• Work task: Return each line of the listing that follows in which the string "AssetError" can be found.
+++ Input data
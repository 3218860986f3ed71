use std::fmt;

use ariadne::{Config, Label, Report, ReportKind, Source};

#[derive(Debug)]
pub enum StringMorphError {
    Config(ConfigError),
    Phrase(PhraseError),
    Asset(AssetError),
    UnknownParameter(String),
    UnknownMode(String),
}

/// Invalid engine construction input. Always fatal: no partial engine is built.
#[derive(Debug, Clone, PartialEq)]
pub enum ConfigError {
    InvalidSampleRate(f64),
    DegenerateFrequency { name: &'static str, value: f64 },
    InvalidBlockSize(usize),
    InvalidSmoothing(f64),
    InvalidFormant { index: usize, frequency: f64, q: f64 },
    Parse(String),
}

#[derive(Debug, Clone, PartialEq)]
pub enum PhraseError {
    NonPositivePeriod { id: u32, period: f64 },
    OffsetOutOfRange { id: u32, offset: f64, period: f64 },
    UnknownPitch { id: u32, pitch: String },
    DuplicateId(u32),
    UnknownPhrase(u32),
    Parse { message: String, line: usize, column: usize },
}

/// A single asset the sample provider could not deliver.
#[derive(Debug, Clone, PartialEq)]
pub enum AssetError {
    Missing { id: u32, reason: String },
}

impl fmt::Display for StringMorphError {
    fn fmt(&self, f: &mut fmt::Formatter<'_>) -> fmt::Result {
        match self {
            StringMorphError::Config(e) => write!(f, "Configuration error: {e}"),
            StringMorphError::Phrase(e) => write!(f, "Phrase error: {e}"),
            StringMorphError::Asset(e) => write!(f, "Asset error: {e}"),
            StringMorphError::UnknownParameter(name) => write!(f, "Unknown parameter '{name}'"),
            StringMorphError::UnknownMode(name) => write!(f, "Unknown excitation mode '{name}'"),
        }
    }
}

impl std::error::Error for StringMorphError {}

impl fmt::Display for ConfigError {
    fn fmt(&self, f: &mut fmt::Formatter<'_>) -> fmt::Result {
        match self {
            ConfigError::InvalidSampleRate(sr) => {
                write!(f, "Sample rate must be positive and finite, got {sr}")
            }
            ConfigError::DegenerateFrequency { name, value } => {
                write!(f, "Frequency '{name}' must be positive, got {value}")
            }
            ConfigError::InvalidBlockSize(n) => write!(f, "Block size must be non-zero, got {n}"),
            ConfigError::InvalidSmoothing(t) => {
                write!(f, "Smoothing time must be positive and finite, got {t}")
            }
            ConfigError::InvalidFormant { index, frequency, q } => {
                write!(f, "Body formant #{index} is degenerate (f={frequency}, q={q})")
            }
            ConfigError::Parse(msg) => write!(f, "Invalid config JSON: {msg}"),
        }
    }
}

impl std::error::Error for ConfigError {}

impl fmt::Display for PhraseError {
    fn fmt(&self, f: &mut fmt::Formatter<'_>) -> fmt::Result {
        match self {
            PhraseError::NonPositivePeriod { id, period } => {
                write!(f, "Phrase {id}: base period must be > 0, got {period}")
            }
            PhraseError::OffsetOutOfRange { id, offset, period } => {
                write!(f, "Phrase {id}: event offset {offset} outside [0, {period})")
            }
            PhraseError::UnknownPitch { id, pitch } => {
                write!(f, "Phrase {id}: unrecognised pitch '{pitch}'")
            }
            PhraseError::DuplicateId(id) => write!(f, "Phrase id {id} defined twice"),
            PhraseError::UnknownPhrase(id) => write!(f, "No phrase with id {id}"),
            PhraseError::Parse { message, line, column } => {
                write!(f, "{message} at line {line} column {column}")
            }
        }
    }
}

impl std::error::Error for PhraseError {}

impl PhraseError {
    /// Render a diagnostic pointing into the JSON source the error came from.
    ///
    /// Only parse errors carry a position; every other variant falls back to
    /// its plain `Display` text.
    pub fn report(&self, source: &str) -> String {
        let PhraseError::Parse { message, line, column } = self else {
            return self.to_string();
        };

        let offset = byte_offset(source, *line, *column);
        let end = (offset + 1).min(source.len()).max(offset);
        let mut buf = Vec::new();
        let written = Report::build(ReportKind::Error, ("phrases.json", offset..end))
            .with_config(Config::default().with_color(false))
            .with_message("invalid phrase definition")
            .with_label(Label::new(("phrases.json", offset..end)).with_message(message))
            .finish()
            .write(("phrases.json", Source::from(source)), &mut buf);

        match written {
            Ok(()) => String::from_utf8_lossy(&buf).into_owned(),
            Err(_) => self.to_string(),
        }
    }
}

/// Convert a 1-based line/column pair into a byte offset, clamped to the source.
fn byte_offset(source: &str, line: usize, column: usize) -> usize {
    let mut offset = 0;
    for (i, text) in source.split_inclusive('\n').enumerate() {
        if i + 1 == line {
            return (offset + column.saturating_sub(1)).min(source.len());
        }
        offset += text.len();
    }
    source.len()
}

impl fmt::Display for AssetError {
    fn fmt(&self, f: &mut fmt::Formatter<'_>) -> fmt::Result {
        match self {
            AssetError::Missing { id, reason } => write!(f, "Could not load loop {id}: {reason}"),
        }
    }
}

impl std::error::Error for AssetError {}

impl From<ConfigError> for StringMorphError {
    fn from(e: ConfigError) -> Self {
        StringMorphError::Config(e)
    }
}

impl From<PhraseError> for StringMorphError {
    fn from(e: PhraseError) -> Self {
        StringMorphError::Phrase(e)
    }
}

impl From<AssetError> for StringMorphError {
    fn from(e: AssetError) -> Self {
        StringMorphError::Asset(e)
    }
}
++++++
• Reply:
    Asset(AssetError),
pub enum AssetError {
impl fmt::Display for AssetError {
            AssetError::Missing { id, reason } => write!(f, "Could not load loop {id}: {reason}"),
impl std::error::Error for AssetError {}
impl From<AssetError> for StringMorphError {
    fn from(e: AssetError) -> Self {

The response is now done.